Меня не столько то смутило, что он под псевдонимом Ветров
подписал в лагере обязательство сотрудничать с «органами», сколько возникшее при чтении этого эпизода в «Архипелаге» чувство, что признание выдается за чистосердечное, но сделано как хитроумный опережающий шаг. Воспоминатель поспешил обнародовать этот случай, не дожидаясь, пока за него это сделают его гэбэшные оппоненты.
Сам факт меня не смутил бы, если бы речь шла о ком-то другом.

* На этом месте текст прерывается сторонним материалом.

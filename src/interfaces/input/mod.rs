//! YAML input specification for the `qredux` binary.

use std::path::PathBuf;

use anyhow::{self, Context};
use serde::{Deserialize, Serialize};

use crate::integrals::MolecularIntegrals;
use crate::interfaces::InputHandle;
use crate::io::format::{log_subtitle, log_title, nice_bool, qredux_output, QReduxOutput};
use crate::io::{read_qredux_record, write_qredux_binary, write_qredux_yaml, QReduxFileType};
use crate::operators::builder::build_fermionic_op;
use crate::operators::fermionic_op::FermionicOp;
use crate::transformers::active_space::{
    ActiveSpaceMode, ActiveSpaceParams, ActiveSpaceTransformer, OrbitalPartition,
};
use crate::transformers::freeze_core::FreezeCoreTransformer;
use crate::transformers::OrbitalReducer;


/// A structure containing `QRedux` input parameters which can be serialised into and deserialised
/// from a YAML input file.
#[derive(Clone, Debug, Serialize, Deserialize)]
pub struct Input {
    /// Path to the molecular integral record. Files ending in `.qredux.mol` are read as
    /// `bincode` records and all others as YAML.
    pub molecule: PathBuf,

    /// Specification for active-space reduction. If `None`, the record is used as read in.
    ///
    /// # Default
    ///
    /// If not specified, this will be taken to be `None`.
    #[serde(default)]
    pub active_space: Option<ActiveSpaceParams>,

    /// Name of a YAML file (without extension) to which the reduced record is written.
    #[serde(default)]
    pub reduced_molecule_save_name: Option<PathBuf>,

    /// Boolean indicating if the fermionic Hamiltonian of the (reduced) record is to be built and
    /// logged.
    #[serde(default)]
    pub build_fermionic_op: bool,

    /// Name of a [`QReduxFileType::Op`] binary file to which the fermionic Hamiltonian is
    /// written. The `.qredux.op` extension is appended if missing.
    #[serde(default)]
    pub fermionic_op_save_name: Option<PathBuf>,
}

impl Default for Input {
    fn default() -> Self {
        Input {
            molecule: PathBuf::from("path/to/molecule.yml"),
            active_space: Some(ActiveSpaceParams::default()),
            reduced_molecule_save_name: None,
            build_fermionic_op: true,
            fermionic_op_save_name: None,
        }
    }
}

/// The results of handling an [`Input`].
#[derive(Clone, Debug)]
pub struct InputOutcome {
    /// The record after any requested reduction.
    pub molecule: MolecularIntegrals,

    /// The fermionic Hamiltonian of [`Self::molecule`], if requested.
    pub fermionic_op: Option<FermionicOp>,
}

/// The reducer selected by the active-space parameters of an input.
enum InputReducer {
    ActiveSpace(ActiveSpaceTransformer),
    FreezeCore(FreezeCoreTransformer),
}

impl InputReducer {
    fn from_params(params: &ActiveSpaceParams) -> Result<Self, anyhow::Error> {
        match params.mode()? {
            ActiveSpaceMode::FreezeCore { remove_orbitals } => Ok(InputReducer::FreezeCore(
                FreezeCoreTransformer::new(remove_orbitals)
                    .with_occupation_threshold(params.occupation_threshold),
            )),
            ActiveSpaceMode::Explicit { .. } => Ok(InputReducer::ActiveSpace(
                ActiveSpaceTransformer::new(params.clone()),
            )),
        }
    }

    fn partition(&self, molecule: &MolecularIntegrals) -> Result<OrbitalPartition, anyhow::Error> {
        match self {
            InputReducer::ActiveSpace(transformer) => transformer.partition(molecule),
            InputReducer::FreezeCore(transformer) => transformer.partition(molecule),
        }
    }

    fn reducer(&self) -> &dyn OrbitalReducer {
        match self {
            InputReducer::ActiveSpace(transformer) => transformer,
            InputReducer::FreezeCore(transformer) => transformer,
        }
    }
}

impl Input {
    /// Reads in the molecular integral record, reduces it and builds its fermionic Hamiltonian
    /// as requested, logging along the way.
    pub fn process(&self) -> Result<InputOutcome, anyhow::Error> {
        log_title("Molecular Integrals");
        qredux_output!("");
        let molecule =
            read_qredux_record::<MolecularIntegrals, _>(&self.molecule, QReduxFileType::Mol)
                .with_context(|| {
                    format!(
                        "Unable to read the molecular integral record `{}`",
                        self.molecule.display()
                    )
                })?;
        molecule
            .check_dimensions()
            .with_context(|| "Inconsistent molecular integral record")?;
        qredux_output!("Source: {}", self.molecule.display());
        molecule.log_output_display();
        qredux_output!("");

        let molecule = if let Some(params) = self.active_space.as_ref() {
            params.log_output_display();
            let input_reducer = InputReducer::from_params(params)?;
            let partition = input_reducer.partition(&molecule)?;
            partition.log_output_display();
            qredux_output!("");

            let reducer = input_reducer.reducer();
            let reduced = reducer.transform(&molecule).with_context(|| {
                format!("Unable to reduce the molecular integral record with `{}`", reducer.name())
            })?;
            log_subtitle("Reduced molecular integrals");
            reduced.log_output_display();
            for dipole in reduced.dipoles().iter() {
                for (name, shift) in dipole.energy_shift().iter() {
                    qredux_output!("Dipole {} shift ({name}): {shift:+.10}", dipole.axis());
                }
            }
            qredux_output!("");

            if let Some(name) = self.reduced_molecule_save_name.as_ref() {
                write_qredux_yaml(name, &reduced).with_context(|| {
                    format!("Unable to write the reduced record to `{}`", name.display())
                })?;
                qredux_output!(
                    "Reduced record written to `{}.yml`.",
                    name.display()
                );
                qredux_output!("");
            }
            reduced
        } else {
            molecule
        };

        qredux_output!(
            "Fermionic operator requested: {}",
            nice_bool(self.build_fermionic_op)
        );
        qredux_output!("");
        let fermionic_op = if self.build_fermionic_op {
            let op = build_fermionic_op(&molecule)
                .with_context(|| "Unable to build the fermionic Hamiltonian")?;
            log_title("Fermionic Hamiltonian");
            qredux_output!("");
            qredux_output!(
                "Number of spin orbitals: {}",
                op.register_length()
            );
            qredux_output!("Number of terms: {}", op.len());
            qredux_output!("");
            op.log_output_display();
            qredux_output!("");
            if let Some(name) = self.fermionic_op_save_name.as_ref() {
                write_qredux_binary(name, QReduxFileType::Op, &op).with_context(|| {
                    format!("Unable to write the fermionic Hamiltonian to `{}`", name.display())
                })?;
                qredux_output!(
                    "Fermionic Hamiltonian written to `{}`.",
                    QReduxFileType::Op.path_for(name).display()
                );
                qredux_output!("");
            }
            Some(op)
        } else {
            None
        };

        Ok(InputOutcome {
            molecule,
            fermionic_op,
        })
    }
}

impl InputHandle for Input {
    fn handle(&self) -> Result<(), anyhow::Error> {
        self.process().map(|_| ())
    }
}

Я обычно не осмеливаюсь судить людей за слабости, проявленные в обстоятельствах, в которых мне самому быть не пришлось. Тем более я не поставил бы лыко в строку тому, кто обязательство подписал, но от исполнения уклонился и сам поступок свой осудил. Любого в такой ситуации корить было б нехорошо. Но в данном случае речь ведь идет о человеке, который претендует на исключительную роль непогрешимого морального авторитета и безусловного духовного лидера. Он с особой настойчивостью и страстью попрекает нас в конформизме, обвиняет во всех наших слабостях и грехах, видя себя самого стоящим на недоступной нам высоте.